Material provided below:

//! Loading instances and tours named on the command line.

use std::io::BufReader;
use std::time::Duration;

use camino::Utf8Path;
use tsptw_core::{Instance, parse_instance};
use tsptw_fs::open_utf8_file;

use crate::CliError;

/// Reads and parses the instance file at `path`.
pub(crate) fn load_instance(path: &Utf8Path) -> Result<Instance, CliError> {
    let file = open_utf8_file(path).map_err(|source| CliError::OpenInstance {
        path: path.to_path_buf(),
        source,
    })?;
    parse_instance(BufReader::new(file)).map_err(|source| CliError::ParseInstance {
        path: path.to_path_buf(),
        source,
    })
}

const DEFAULT_TIME_LIMIT_SECS: f64 = 600.0;

/// Resolves a time budget in seconds, 600 when unset.
pub(crate) fn resolve_time_limit(seconds: Option<f64>) -> Result<Duration, CliError> {
    let seconds = seconds.unwrap_or(DEFAULT_TIME_LIMIT_SECS);
    Duration::try_from_secs_f64(seconds).map_err(|_| CliError::InvalidTimeLimit { seconds })
}

/// Fails unless `path` names an existing regular file.
pub(crate) fn require_existing(path: &Utf8Path, field: &'static str) -> Result<(), CliError> {
    match tsptw_fs::file_is_file(path) {
        Ok(true) => Ok(()),
        Ok(false) => Err(CliError::SourcePathNotFile {
            field,
            path: path.to_path_buf(),
        }),
        Err(source) if source.kind() == std::io::ErrorKind::NotFound => {
            Err(CliError::MissingSourceFile {
                field,
                path: path.to_path_buf(),
            })
        }
        Err(source) => Err(CliError::InspectSourcePath {
            field,
            path: path.to_path_buf(),
            source,
        }),
    }
}

/// Splits a whitespace-separated list of node indices.
///
/// The list names the visits after the depot, so `"2 1 3"` describes the
/// tour `0 2 1 3`.
pub(crate) fn parse_visits(text: &str) -> Result<Vec<usize>, CliError> {
    text.split_whitespace()
        .map(|token| {
            token.parse().map_err(|_| CliError::InvalidTourToken {
                token: token.to_owned(),
            })
        })
        .collect()
}

#[cfg(test)]
mod tests {
    use super::*;
    use camino::Utf8PathBuf;
    use rstest::rstest;
    use tempfile::TempDir;

    #[rstest]
    #[case("2 1 3", vec![2, 1, 3])]
    #[case("  4\t5\n", vec![4, 5])]
    #[case("", vec![])]
    fn visits_split_on_whitespace(#[case] text: &str, #[case] expected: Vec<usize>) {
        assert_eq!(parse_visits(text).expect("valid tour"), expected);
    }

    #[rstest]
    #[case("1 x 2", "x")]
    #[case("1 -2", "-2")]
    #[case("1.5", "1.5")]
    fn bad_tokens_are_named(#[case] text: &str, #[case] bad: &str) {
        match parse_visits(text) {
            Err(CliError::InvalidTourToken { token }) => assert_eq!(token, bad),
            other => panic!("expected InvalidTourToken, found {other:?}"),
        }
    }

    #[rstest]
    fn malformed_instance_reports_path_and_line() {
        let tmp = TempDir::new().expect("tempdir");
        let root = Utf8PathBuf::from_path_buf(tmp.path().to_path_buf()).expect("utf-8 workspace");
        let path = root.join("broken.txt");
        std::fs::write(&path, "2\n0 1\n1 x\n0 10\n0 10\n").expect("write instance");

        let err = load_instance(&path).expect_err("bad number");
        assert!(matches!(&err, CliError::ParseInstance { path: found, .. } if *found == path));
        assert!(err.to_string().contains("line 3"), "unexpected message: {err}");
    }
}
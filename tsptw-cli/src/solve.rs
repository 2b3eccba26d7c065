//! Solve command implementation for the TSPTW CLI.

use std::io::Write;
use std::num::{NonZeroU64, NonZeroUsize};
use std::time::Duration;

use camino::Utf8PathBuf;
use clap::{Parser, ValueEnum};
use ortho_config::{OrthoConfig, SubcmdConfigMerge};
use serde::{Deserialize, Serialize};
use tsptw_core::{ReportLine, RunTracker, SolveRequest, Solver, Tour};
use tsptw_solver_cp::{CpLnsConfig, CpLnsSolver};

use crate::input::{load_instance, parse_visits, resolve_time_limit};
use crate::{
    ARG_COST, ARG_FAIL_LIMIT, ARG_FORMAT, ARG_INSTANCE, ARG_OUTPUT, ARG_SEED, ARG_TIME_LIMIT,
    ARG_TOUR, ARG_WINDOW_SIZE, CliError, ENV_SOLVE_COST, ENV_SOLVE_INSTANCE, ENV_SOLVE_TOUR,
};

/// How the report is printed.
#[derive(Debug, Clone, Copy, PartialEq, Eq, Default, ValueEnum, Deserialize, Serialize)]
#[serde(rename_all = "lowercase")]
pub(crate) enum ReportFormat {
    /// The fixed-width `|`-separated line.
    #[default]
    Line,
    /// One JSON object per run.
    Json,
}

/// CLI arguments for the `solve` subcommand.
#[derive(Debug, Clone, Parser, Deserialize, Serialize, OrthoConfig, Default)]
#[command(
    name = "solve",
    long_about = "Improve a feasible seed tour with constraint programming and \
                 large neighbourhood search until the time budget runs out or \
                 the best tour is proven optimal. Prints one report line.",
    about = "Improve a feasible tour within a time budget"
)]
#[ortho_config(prefix = "TSPTW")]
pub(crate) struct SolveArgs {
    /// Path to the instance file.
    #[arg(short = 'f', long = ARG_INSTANCE, value_name = "path")]
    #[serde(default)]
    pub(crate) instance: Option<Utf8PathBuf>,
    /// Seed tour without the leading depot, e.g. "2 1 3".
    #[arg(short = 's', long = ARG_TOUR, value_name = "nodes")]
    #[serde(default)]
    pub(crate) tour: Option<String>,
    /// Cost of the seed tour, reported until it is improved.
    #[arg(short = 'c', long = ARG_COST, value_name = "cost")]
    #[serde(default)]
    pub(crate) cost: Option<f64>,
    /// Time budget in seconds (default 600).
    #[arg(short = 't', long = ARG_TIME_LIMIT, value_name = "seconds")]
    #[serde(default)]
    pub(crate) time_limit: Option<f64>,
    /// Number of consecutive positions re-optimized per restart (default 5).
    #[arg(long = ARG_WINDOW_SIZE, value_name = "positions")]
    #[serde(default)]
    pub(crate) window_size: Option<usize>,
    /// Failures allowed before a restart (default 30).
    #[arg(long = ARG_FAIL_LIMIT, value_name = "failures")]
    #[serde(default)]
    pub(crate) fail_limit: Option<u64>,
    /// Seed of the neighbourhood generator (default 31).
    #[arg(long = ARG_SEED, value_name = "seed")]
    #[serde(default)]
    pub(crate) seed: Option<u64>,
    /// Report format.
    #[arg(long = ARG_FORMAT, value_enum, value_name = "format")]
    #[serde(default)]
    pub(crate) format: Option<ReportFormat>,
    /// Also append the report to this file, creating it if needed.
    #[arg(long = ARG_OUTPUT, value_name = "path")]
    #[serde(default)]
    pub(crate) output: Option<Utf8PathBuf>,
}

impl SolveArgs {
    pub(crate) fn into_config(self) -> Result<SolveConfig, CliError> {
        let merged = self.load_and_merge().map_err(CliError::Configuration)?;
        SolveConfig::try_from(merged)
    }
}

/// Resolved `solve` command configuration.
#[derive(Debug, Clone, PartialEq)]
pub(crate) struct SolveConfig {
    /// Path to the instance file.
    pub(crate) instance: Utf8PathBuf,
    /// Seed tour after the depot.
    pub(crate) visits: Vec<usize>,
    /// Seed cost in real units.
    pub(crate) initial_cost: f64,
    /// Wall-clock budget.
    pub(crate) time_limit: Duration,
    /// Engine parameters.
    pub(crate) solver: CpLnsConfig,
    pub(crate) format: ReportFormat,
    /// Results file the report is appended to.
    pub(crate) output: Option<Utf8PathBuf>,
}

impl TryFrom<SolveArgs> for SolveConfig {
    type Error = CliError;

    fn try_from(args: SolveArgs) -> Result<Self, Self::Error> {
        let instance = args.instance.ok_or(CliError::MissingArgument {
            field: ARG_INSTANCE,
            env: ENV_SOLVE_INSTANCE,
        })?;
        let tour = args.tour.ok_or(CliError::MissingArgument {
            field: ARG_TOUR,
            env: ENV_SOLVE_TOUR,
        })?;
        let initial_cost = args.cost.ok_or(CliError::MissingArgument {
            field: ARG_COST,
            env: ENV_SOLVE_COST,
        })?;

        let time_limit = resolve_time_limit(args.time_limit)?;

        let defaults = CpLnsConfig::default();
        let window_size = match args.window_size {
            Some(size) => NonZeroUsize::new(size).ok_or(CliError::ZeroParameter {
                field: ARG_WINDOW_SIZE,
            })?,
            None => defaults.window_size,
        };
        let max_failures_per_window = match args.fail_limit {
            Some(limit) => NonZeroU64::new(limit).ok_or(CliError::ZeroParameter {
                field: ARG_FAIL_LIMIT,
            })?,
            None => defaults.max_failures_per_window,
        };

        Ok(Self {
            instance,
            visits: parse_visits(&tour)?,
            initial_cost,
            time_limit,
            solver: CpLnsConfig {
                window_size,
                max_failures_per_window,
                seed: args.seed.unwrap_or(defaults.seed),
            },
            format: args.format.unwrap_or_default(),
            output: args.output,
        })
    }
}

pub(super) fn run_solve(args: SolveArgs, writer: &mut dyn Write) -> Result<ReportLine, CliError> {
    let config = args.into_config()?;
    log::debug!("resolved solve configuration: {config:?}");
    let solver = CpLnsSolver::with_config(config.solver);
    run_solve_with(&config, &solver, writer)
}

/// Runs `solver` and writes the report.
///
/// Failures while loading the instance or the seed, and failures of the run
/// itself, end up in the report as a crashed line. Only output failures are
/// returned as errors.
pub(super) fn run_solve_with(
    config: &SolveConfig,
    solver: &dyn Solver,
    writer: &mut dyn Write,
) -> Result<ReportLine, CliError> {
    let tracker = RunTracker::start(config.initial_cost);
    let outcome = match load_request(config) {
        Ok(request) => tracker.run(solver, &request),
        Err(err) => tracker.crash(&err),
    };
    let report = ReportLine::new(config.instance.as_str(), solver.name(), &outcome);
    let rendered = render_report(&report, config.format)?;

    writer
        .write_all(rendered.as_bytes())
        .map_err(CliError::WriteOutput)?;
    if let Some(path) = &config.output {
        tsptw_fs::append_utf8_file(path)
            .and_then(|mut file| file.write_all(rendered.as_bytes()))
            .map_err(|source| CliError::AppendResults {
                path: path.clone(),
                source,
            })?;
    }
    Ok(report)
}

fn load_request(config: &SolveConfig) -> Result<SolveRequest, CliError> {
    let instance = load_instance(&config.instance)?;
    let initial_tour = Tour::from_visits(&config.visits, instance.node_count())?;
    Ok(SolveRequest {
        instance,
        initial_tour,
        time_limit: config.time_limit,
    })
}

fn render_report(report: &ReportLine, format: ReportFormat) -> Result<String, CliError> {
    let mut rendered = match format {
        ReportFormat::Line => report.to_string(),
        ReportFormat::Json => serde_json::to_string(report).map_err(CliError::SerializeReport)?,
    };
    rendered.push('\n');
    Ok(rendered)
}

#[cfg(test)]
pub(crate) fn config_from_layers_for_test(
    layers: Vec<ortho_config::MergeLayer<'static>>,
) -> Result<SolveConfig, CliError> {
    let merged = SolveArgs::merge_from_layers(layers).map_err(CliError::from)?;
    SolveConfig::try_from(merged)
}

End of Material provided.

### Task prompt
What is needed is a verbatim copy of every line in the records above from the one containing "#[arg(short = 'f', long" down to the one containing "it is improved.", both included, and nothing more.

### Answer below
    #[arg(short = 'f', long = ARG_INSTANCE, value_name = "path")]
    #[serde(default)]
    pub(crate) instance: Option<Utf8PathBuf>,
    /// Seed tour without the leading depot, e.g. "2 1 3".
    #[arg(short = 's', long = ARG_TOUR, value_name = "nodes")]
    #[serde(default)]
    pub(crate) tour: Option<String>,
    /// Cost of the seed tour, reported until it is improved.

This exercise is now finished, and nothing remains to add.